Anita si alzò, si avvicinò al figlio e lo abbracciò, raggiante.

"Che bella che è quando sorride" - pensò Manuel.

 

- Però te posso chiede 'na cosa, Mà?

- Certamente. Dimmi tutto !

- Avevi detto che non te voleva perché c'aveva paura... Perché ha cambiato idea?

Quella domanda la colse alla sprovvista: sapeva come metterla in difficoltà, sin da quando era bambino - i suoi perché andavano sempre dritti al punto. Prima di rispondere gli prese il viso tra le mani e lo accarezzò dolcemente.

- Perché la vita è breve, Manuel. Tutto può finire da un momento all'altro. Dante ha capito finalmente che non vale la pena perdersi, bisogna tenersi stretti. A che serve stare lontani, quando ci si vuole bene?

Aveva perfettamente ragione, Manuel lo aveva imparato sulla propria pelle. In quel momento avrebbe tanto voluto raccontarle di lui e di Simone, di quello che c'era stato tra di loro, di tutto il male che gli aveva fatto e di tutto il bene che invece Simone aveva fatto a lui senza nemmeno rendersene conto. Ma non ebbe il coraggio. Non era ancora pronto per quella conversazione.

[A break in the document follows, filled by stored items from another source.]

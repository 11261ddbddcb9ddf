//! Plain DNS upstreams over UDP, TCP and TLS, directly or through a proxy.

use std::net::{IpAddr, Ipv4Addr, Ipv6Addr, SocketAddr};
use std::sync::Arc;

use async_trait::async_trait;
use hickory_proto::op::Message;
use tokio::io::{AsyncRead, AsyncReadExt, AsyncWrite, AsyncWriteExt};
use tokio::net::{TcpStream, UdpSocket};
use tracing::debug;

use super::{Network, Upstream};
use crate::dialer::{self, Dialer};
use crate::dns;
use crate::error::{Error, Result};

/// Maximum UDP DNS response size
const MAX_UDP_RESPONSE_SIZE: usize = 4096;

/// Upstream reached over a direct socket.
pub struct DirectClient {
    address: String,
    network: Network,
    tls_server_name: Option<String>,
    tls: Arc<rustls::ClientConfig>,
}

impl DirectClient {
    pub fn new(
        address: String,
        network: Network,
        tls_server_name: Option<String>,
        tls: Arc<rustls::ClientConfig>,
    ) -> Self {
        Self {
            address,
            network,
            tls_server_name,
            tls,
        }
    }
}

#[async_trait]
impl Upstream for DirectClient {
    async fn exchange(&self, request: &Message) -> Result<Message> {
        debug!(dns = %self.address, question = %dns::first_name(request), "direct");
        match self.network {
            Network::Udp => exchange_udp(&self.address, request).await,
            Network::Tcp => {
                let mut stream = TcpStream::connect(self.address.as_str()).await?;
                exchange_stream(&mut stream, request).await
            }
            Network::TcpTls => {
                let tcp = TcpStream::connect(self.address.as_str()).await?;
                let server_name = self.tls_server_name.as_deref().unwrap_or_default();
                let mut stream = dialer::tls_handshake(&self.tls, server_name, tcp).await?;
                exchange_stream(&mut stream, request).await
            }
        }
    }

    fn name(&self) -> &str {
        &self.address
    }
}

/// Upstream reached through a forward proxy from the registry.
///
/// Proxy tunnels are stream-only, so UDP upstreams are spoken to over TCP
/// once the tunnel is up.
pub struct ProxiedClient {
    address: String,
    network: Network,
    tls_server_name: Option<String>,
    dialer: Arc<dyn Dialer>,
    tls: Arc<rustls::ClientConfig>,
    name: String,
}

impl ProxiedClient {
    pub fn new(
        address: String,
        network: Network,
        tls_server_name: Option<String>,
        proxy_slot: usize,
        dialer: Arc<dyn Dialer>,
        tls: Arc<rustls::ClientConfig>,
    ) -> Self {
        let name = format!("{}[proxy {}]", address, proxy_slot);
        Self {
            address,
            network,
            tls_server_name,
            dialer,
            tls,
            name,
        }
    }
}

#[async_trait]
impl Upstream for ProxiedClient {
    async fn exchange(&self, request: &Message) -> Result<Message> {
        debug!(dns = %self.name, question = %dns::first_name(request), "proxy");
        let mut stream = self.dialer.dial(&self.address).await?;
        match self.network {
            Network::TcpTls => {
                let server_name = self.tls_server_name.as_deref().unwrap_or_default();
                let mut stream = dialer::tls_handshake(&self.tls, server_name, stream).await?;
                exchange_stream(&mut stream, request).await
            }
            Network::Udp | Network::Tcp => exchange_stream(&mut stream, request).await,
        }
    }

    fn name(&self) -> &str {
        &self.name
    }
}

/// Send a query over UDP and wait for the reply carrying the same id.
async fn exchange_udp(address: &str, request: &Message) -> Result<Message> {
    let addr = tokio::net::lookup_host(address)
        .await?
        .next()
        .ok_or_else(|| Error::Response(format!("no addresses found for {}", address)))?;

    let bind_addr = if addr.is_ipv6() {
        SocketAddr::new(IpAddr::V6(Ipv6Addr::UNSPECIFIED), 0)
    } else {
        SocketAddr::new(IpAddr::V4(Ipv4Addr::UNSPECIFIED), 0)
    };
    let socket = UdpSocket::bind(bind_addr).await?;
    socket.connect(addr).await?;
    socket.send(&request.to_vec()?).await?;

    let mut buf = vec![0u8; MAX_UDP_RESPONSE_SIZE];
    loop {
        let len = socket.recv(&mut buf).await?;
        let response = match Message::from_vec(&buf[..len]) {
            Ok(response) => response,
            Err(e) => {
                debug!(dns = address, error = %e, "ignoring undecodable reply");
                continue;
            }
        };
        if response.id() == request.id() {
            return Ok(response);
        }
        debug!(
            dns = address,
            expected = request.id(),
            got = response.id(),
            "ignoring reply with mismatched id"
        );
    }
}

/// Send a length-prefixed query over a stream and read one reply.
async fn exchange_stream<S>(stream: &mut S, request: &Message) -> Result<Message>
where
    S: AsyncRead + AsyncWrite + Unpin,
{
    let query = request.to_vec()?;
    let len = u16::try_from(query.len())
        .map_err(|_| Error::Response("DNS query too large".into()))?;
    let mut msg = Vec::with_capacity(2 + query.len());
    msg.extend_from_slice(&len.to_be_bytes());
    msg.extend_from_slice(&query);
    stream.write_all(&msg).await?;

    let mut len_buf = [0u8; 2];
    stream.read_exact(&mut len_buf).await?;
    let mut buf = vec![0u8; u16::from_be_bytes(len_buf) as usize];
    stream.read_exact(&mut buf).await?;

    let response = Message::from_vec(&buf)?;
    if response.id() != request.id() {
        return Err(Error::Response(format!(
            "id mismatch: expected {}, got {}",
            request.id(),
            response.id()
        )));
    }
    Ok(response)
}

Anita intuì che Manuel non le stesse dicendo tutto: anche lui aveva qualcosa dentro di sé che voleva rivelarle, se lo sentiva, ma per il momento decise di non chiedergli nulla. Quando sarebbe stato il momento, lei ci sarebbe stata. Vedendolo così pensieroso cercò di farlo sorridere, dicendogli che per il momento aveva finito con le rivelazioni shock e che poteva andare da Simone. Manuel si mise a ridere.

- In effetti è meglio che vada, altrimenti Dante ce rimane male se non me vede. Te lo saluto e je dico anche che se te fa soffrì lo vengo a cercà e je sfascio Paperella, va bene?

- Sei sempre il solito scemo. Ma... Chi è Paperella??

Anita non sapeva del soprannome che Simone aveva dato da piccolo alla moto di Dante. Un sorriso amaro solcò il volto di Manuel.

- Storia lunga, Mà. Cose mie e de Simò. Un giorno te la spiegheremo.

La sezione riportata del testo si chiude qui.